So many of us learn from our patriarchal social conditioning to believe that we don’t matter.
We learn this through messaging that tells us our emotions are wrong — that we shouldn’t be strong, or we shouldn’t be vulnerable — that we shouldn’t speak up, or we shouldn’t be tender — that we shouldn’t feel sad, or we shouldn’t feel angry, or even that we shouldn’t feel pleasure — that our natural array of human needs and feelings are wrong.
And when we learn to believe that our true selves don’t matter, it impacts how we relate with others.
When I treat my feelings and needs as unimportant or insignificant or wrong, my body feels unsafe. And when my body feels unsafe, other people feel untrustworthy — even those who wish to treat me well. Social contact feels dangerous. My nervous system goes on high alert and my body braces with tension and even pain or other stress symptoms.
I feel resentful, competitive and defensive around others. I struggle to recognize and protect myself from unwholesome social interaction, and at the same time, I struggle to accept kindness, because letting others in feels unsafe.
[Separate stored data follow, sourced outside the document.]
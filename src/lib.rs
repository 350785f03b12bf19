//! # rvpf-core
//!
//! The core of a related-values processing framework: a distributed
//! industrial-telemetry pipeline that ingests timestamped point samples,
//! propagates them through a dependency graph of derived points,
//! evaluates per-point RPN programs to produce results, and schedules
//! periodic recomputations against a value store.
//!
//! ## Architecture
//!
//! * **Temporal** (`temporal`): the 100-nanosecond monotonic timestamp
//!   and elapsed-time types everything else is built on.
//! * **Sync** (`sync`): crontab/elapsed/explicit-stamp schedules that
//!   drive batch boundaries and periodic recomputation.
//! * **Graph** (`graph`): the immutable point/relation metadata DAG and
//!   its `Params` configuration surface.
//! * **Value** (`value`): the tagged `Value` union, `PointValue` envelope,
//!   content codec, and wire form.
//! * **Filter** (`filter`): per-point value thinning (step/deadband).
//! * **VM** (`vm`): the postfix expression engine transforms delegate to.
//! * **Batch** (`batch`): the control plane tying the above together —
//!   notices in, computed `PointValue`s out — plus the `Store`/`Sender`/
//!   `Receiver` collaborator contracts it depends on.
//!
//! External collaborators (value store, messaging, security/crypt,
//! device adapters, XML loader) are modeled as traits at their point of
//! contact with the core; this crate does not implement them beyond the
//! in-memory reference implementations gated behind the `cli` feature.

pub mod batch;
pub mod error;
pub mod filter;
pub mod graph;
pub mod sync;
pub mod temporal;
pub mod value;
pub mod vm;

pub use error::{Error, Result};
//! Tokenizing (§4.7 "Tokens are whitespace-separated"). This pass only
//! splits raw program text into token strings, honoring single-quoted
//! string literals (which may contain whitespace); classification into
//! literals/variables/keywords happens in `compiler`, after macro and
//! word expansion have had a chance to rewrite the token stream.

use crate::error::{Error, Result};

/// Splits `source` into whitespace-delimited tokens, keeping `'...'`
/// string literals (including their quotes) intact as one token.
pub fn tokenize_raw(source: &str) -> Result<Vec<String>> {
    let mut tokens = Vec::new();
    let mut chars = source.chars().peekable();
    let mut current = String::new();

    while let Some(&c) = chars.peek() {
        if c.is_whitespace() {
            chars.next();
            if !current.is_empty() {
                tokens.push(std::mem::take(&mut current));
            }
            continue;
        }
        if c == '\'' {
            if !current.is_empty() {
                tokens.push(std::mem::take(&mut current));
            }
            let mut literal = String::from("'");
            chars.next();
            let mut closed = false;
            for c in chars.by_ref() {
                literal.push(c);
                if c == '\'' {
                    closed = true;
                    break;
                }
            }
            if !closed {
                return Err(Error::EvalFailure { code: "unterminated string literal".to_string(), position: tokens.len() });
            }
            tokens.push(literal);
            continue;
        }
        current.push(c);
        chars.next();
    }
    if !current.is_empty() {
        tokens.push(current);
    }
    Ok(tokens)
}

#[cfg(test)]
mod tests {
    use super::*;

    #[test]
    fn splits_on_whitespace() {
        assert_eq!(tokenize_raw("$1 $2 +").unwrap(), vec!["$1", "$2", "+"]);
    }

    #[test]
    fn keeps_string_literal_with_embedded_space() {
        let tokens = tokenize_raw("'hello world' str").unwrap();
        assert_eq!(tokens, vec!["'hello world'", "str"]);
    }

    #[test]
    fn rejects_unterminated_literal() {
        assert!(tokenize_raw("'oops").is_err());
    }
}
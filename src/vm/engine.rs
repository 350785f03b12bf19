//! The flat instruction walk (§4.7): no recursion, no re-tokenizing — a
//! program pointer over `Instr`, an operand stack, a mark stack for
//! `[ ]`/`depth`/`reduce`/`clear`, and a try/catch stack that restores the
//! operand stack, mark stack, and compound (block) scope stack to their
//! pre-`try` lengths on failure (§4.7 "try/catch: a failure inside the
//! body restores the stack to its state at `try` and jumps to `catch`") —
//! a block that opened inside a failed try body doesn't leak its scope
//! (or an open mark) past the catch.

use std::collections::HashMap;

use tracing::trace;

use crate::error::{Error, Result};
use crate::value::tagged::Value;
use crate::vm::context::{param_value_to_value, Context};
use crate::vm::instr::Instr;
use crate::vm::registry::Registry;

/// Registers that outlive a single `eval` call: the program-wide `$name`
/// map. A summarizer transform's initial/step/final programs (§4.6) share
/// one `Registers` across all three so a running total can survive from
/// one point update to the next.
#[derive(Debug, Clone, Default)]
pub struct Registers {
    program: HashMap<String, Value>,
}

impl Registers {
    pub fn new() -> Self {
        Self::default()
    }

    pub fn get(&self, name: &str) -> Option<&Value> {
        self.program.get(name)
    }
}

struct TryFrame {
    catch_ip: usize,
    stack_len: usize,
    marks_len: usize,
    compound_len: usize,
}

/// Walks a compiled program against a `Registry` of named operations.
/// Stateless itself — all mutable state (operand stack, registers, block
/// scopes) lives on the stack of `eval`, so one `Evaluator` is reused for
/// every point in a batch (§4.6) rather than rebuilt per evaluation.
pub struct Evaluator {
    registry: Registry,
}

impl Default for Evaluator {
    fn default() -> Self {
        Self::new()
    }
}

impl Evaluator {
    pub fn new() -> Self {
        Self { registry: Registry::new() }
    }

    /// Runs `program` to completion, returning the value left on top of
    /// the operand stack. `registers` carries `$name` program registers
    /// across calls for callers that need that (the summarizer transform);
    /// callers that don't can pass a fresh `Registers::new()` each time.
    pub fn eval(&self, program: &[Instr], context: &Context, registers: &mut Registers) -> Result<Value> {
        let mut stack: Vec<Value> = Vec::new();
        let mut marks: Vec<usize> = Vec::new();
        let mut compound: Vec<HashMap<String, Value>> = Vec::new();
        let mut try_stack: Vec<TryFrame> = Vec::new();
        let mut pc = 0usize;

        while pc < program.len() {
            let outcome = self.step(&program[pc], pc, context, registers, &mut stack, &mut marks, &mut compound, &mut try_stack);
            match outcome {
                Ok(Some(next_pc)) => pc = next_pc,
                Ok(None) => pc += 1,
                Err(reason) => match try_stack.pop() {
                    Some(frame) => {
                        trace!(position = pc, reason, "evaluation failure caught by try/catch");
                        stack.truncate(frame.stack_len);
                        marks.truncate(frame.marks_len);
                        compound.truncate(frame.compound_len);
                        pc = frame.catch_ip;
                    }
                    None => return Err(Error::EvalFailure { code: reason, position: pc }),
                },
            }
        }

        stack.pop().ok_or_else(|| Error::EvalFailure { code: "program left no result value on the stack".to_string(), position: program.len() })
    }

    #[allow(clippy::too_many_arguments)]
    fn step(
        &self,
        instr: &Instr,
        pc: usize,
        context: &Context,
        registers: &mut Registers,
        stack: &mut Vec<Value>,
        marks: &mut Vec<usize>,
        compound: &mut Vec<HashMap<String, Value>>,
        try_stack: &mut Vec<TryFrame>,
    ) -> std::result::Result<Option<usize>, String> {
        match instr {
            Instr::PushConst(v) => stack.push(v.clone()),
            Instr::PushInput(n) => stack.push(context.input(*n).and_then(|s| s.value.clone()).unwrap_or(Value::Null)),
            Instr::PushInputRequired(n) => {
                let value = context
                    .input(*n)
                    .and_then(|s| s.value.clone())
                    .ok_or_else(|| format!("required input ${n} is absent"))?;
                stack.push(value);
            }
            Instr::PushInputName(n) => stack.push(Value::String(context.input(*n).map(|s| s.point_name.clone()).unwrap_or_default())),
            Instr::PushInputStamp(n) => stack.push(context.input(*n).map(|s| Value::DateTime(s.stamp)).unwrap_or(Value::Null)),
            Instr::PushSelfName => stack.push(Value::String(context.result_point_name.clone())),
            Instr::PushParam(n) => stack.push(context.param(*n).map(param_value_to_value).unwrap_or(Value::Null)),
            Instr::LoadProgramRegister(name) => stack.push(registers.program.get(name).cloned().unwrap_or(Value::Null)),
            Instr::StoreProgramRegister(name) => {
                let value = stack.pop().ok_or("stack underflow")?;
                registers.program.insert(name.clone(), value);
            }
            Instr::LoadCompoundRegister(name) => {
                let value = compound.iter().rev().find_map(|scope| scope.get(name)).cloned().unwrap_or(Value::Null);
                stack.push(value);
            }
            Instr::StoreCompoundRegister(name) => {
                let value = stack.pop().ok_or("stack underflow")?;
                let scope = compound.last_mut().ok_or("compound register used outside a block")?;
                scope.insert(name.clone(), value);
            }
            Instr::EnterScope => compound.push(HashMap::new()),
            Instr::ExitScope => {
                compound.pop().ok_or("unbalanced block scope")?;
            }
            Instr::Call(name) => {
                let op = self.registry.get(name).ok_or_else(|| format!("unknown operation {name:?}"))?;
                op(stack)?;
            }
            Instr::Jump(target) => return Ok(Some(*target)),
            Instr::JumpIfFalse(target) => {
                let b = pop_bool(stack)?;
                if !b {
                    return Ok(Some(*target));
                }
            }
            Instr::JumpIfTrue(target) => {
                let b = pop_bool(stack)?;
                if b {
                    return Ok(Some(*target));
                }
            }
            Instr::MarkPush => marks.push(stack.len()),
            Instr::MarkPop => {
                marks.pop().ok_or("']' without a matching '['")?;
            }
            Instr::Depth => {
                let mark = *marks.last().ok_or("'depth' outside a marked sub-evaluation")?;
                stack.push(Value::Long((stack.len() - mark) as i64));
            }
            Instr::Reduce(op_name) => {
                let mark = *marks.last().ok_or("'reduce' outside a marked sub-evaluation")?;
                let op = self.registry.get(op_name).ok_or_else(|| format!("unknown operation {op_name:?}"))?;
                let values = stack.split_off(mark);
                let mut values = values.into_iter();
                let first = values.next().ok_or("'reduce' on an empty marked sub-evaluation")?;
                let mut acc = vec![first];
                for v in values {
                    acc.push(v);
                    op(&mut acc)?;
                }
                stack.append(&mut acc);
            }
            Instr::Clear => {
                let mark = *marks.last().ok_or("'clear' outside a marked sub-evaluation")?;
                stack.truncate(mark);
            }
            Instr::TryEnter(catch_ip) => try_stack.push(TryFrame {
                catch_ip: *catch_ip,
                stack_len: stack.len(),
                marks_len: marks.len(),
                compound_len: compound.len(),
            }),
            Instr::TryExit => {
                try_stack.pop().ok_or("'try' exit without a matching entry")?;
            }
            Instr::Assert => {
                let b = pop_bool(stack)?;
                if !b {
                    return Err("assertion failed".to_string());
                }
            }
            Instr::Fail => return Err("'fail'".to_string()),
        }
        let _ = pc;
        Ok(None)
    }
}

fn pop_bool(stack: &mut Vec<Value>) -> std::result::Result<bool, String> {
    match stack.pop().ok_or("stack underflow")? {
        Value::Boolean(b) => Ok(b),
        other => Err(format!("expected boolean, found {}", other.type_name())),
    }
}

#[cfg(test)]
mod tests {
    use super::*;
    use crate::vm::{compile_program, InputSlot};

    fn run(source: &str, context: &Context) -> Value {
        let program = compile_program(source).unwrap();
        let evaluator = Evaluator::new();
        let mut registers = Registers::new();
        evaluator.eval(&program, context, &mut registers).unwrap()
    }

    #[test]
    fn scenario_rpn_addition() {
        let context = Context::new("result")
            .with_input(InputSlot::new("a", crate::temporal::Timestamp::from_raw(0), Some(Value::Long(3))))
            .with_input(InputSlot::new("b", crate::temporal::Timestamp::from_raw(0), Some(Value::Long(4))));
        assert_eq!(run("$1 $2 +", &context), Value::Long(7));
    }

    #[test]
    fn if_else_takes_the_true_branch() {
        let context = Context::new("result");
        assert_eq!(run("true if { 1 } else { 2 }", &context), Value::Long(1));
        assert_eq!(run("false if { 1 } else { 2 }", &context), Value::Long(2));
    }

    #[test]
    fn while_loop_accumulates_into_a_program_register() {
        let context = Context::new("result");
        let source = "0 :acc= 0 :i= { $i 5 < } while { $acc $i + :acc= $i 1 + :i= } $acc";
        assert_eq!(run(source, &context), Value::Long(10));
    }

    #[test]
    fn try_catch_restores_stack_on_failure() {
        let context = Context::new("result");
        assert_eq!(run("1 2 try { 1 0 / drop } { drop drop 99 }", &context), Value::Long(99));
    }

    #[test]
    fn try_catch_unwinds_a_block_scope_opened_inside_the_failed_body() {
        let context = Context::new("result");
        // `#x=` stores into the try body's own block scope; once `fail`
        // aborts it, a later unrelated block must not still see `#x`.
        let source = "try { 5 #x= fail } { } { #x } :acc= $acc";
        assert_eq!(run(source, &context), Value::Null);
    }

    #[test]
    fn marked_sub_evaluation_reduces_with_an_operation() {
        let context = Context::new("result");
        assert_eq!(run("[ 1 2 3 4 reduce + ]", &context), Value::Long(10));
    }

    #[test]
    fn depth_counts_values_pushed_since_the_mark() {
        let context = Context::new("result");
        assert_eq!(run("[ 1 2 3 depth ]", &context), Value::Long(3));
    }

    #[test]
    fn compound_register_is_scoped_to_its_block() {
        let context = Context::new("result");
        // a second, unrelated block cannot see the first block's #x.
        let source = "{ 5 #x= } { #x }";
        assert_eq!(run(source, &context), Value::Null);
    }

    #[test]
    fn unknown_operation_is_an_eval_failure() {
        let context = Context::new("result");
        let program = compile_program("nonexistent-op").unwrap();
        let evaluator = Evaluator::new();
        let mut registers = Registers::new();
        assert!(evaluator.eval(&program, &context, &mut registers).is_err());
    }
}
By contrast, when I have my own back and honor the importance of my feelings and needs, my body feels safe. And when my body feels safe, healthy social connection can feel wonderful! I can discern between social interaction that feels wholesome or unwholesome, and I can make space for the imperfections that happen within loving connections. My heart fills with warmth, compassion and generosity.
Everything and everyone in this world is safer and better off when we each treat ourselves first with love, respect and dignity.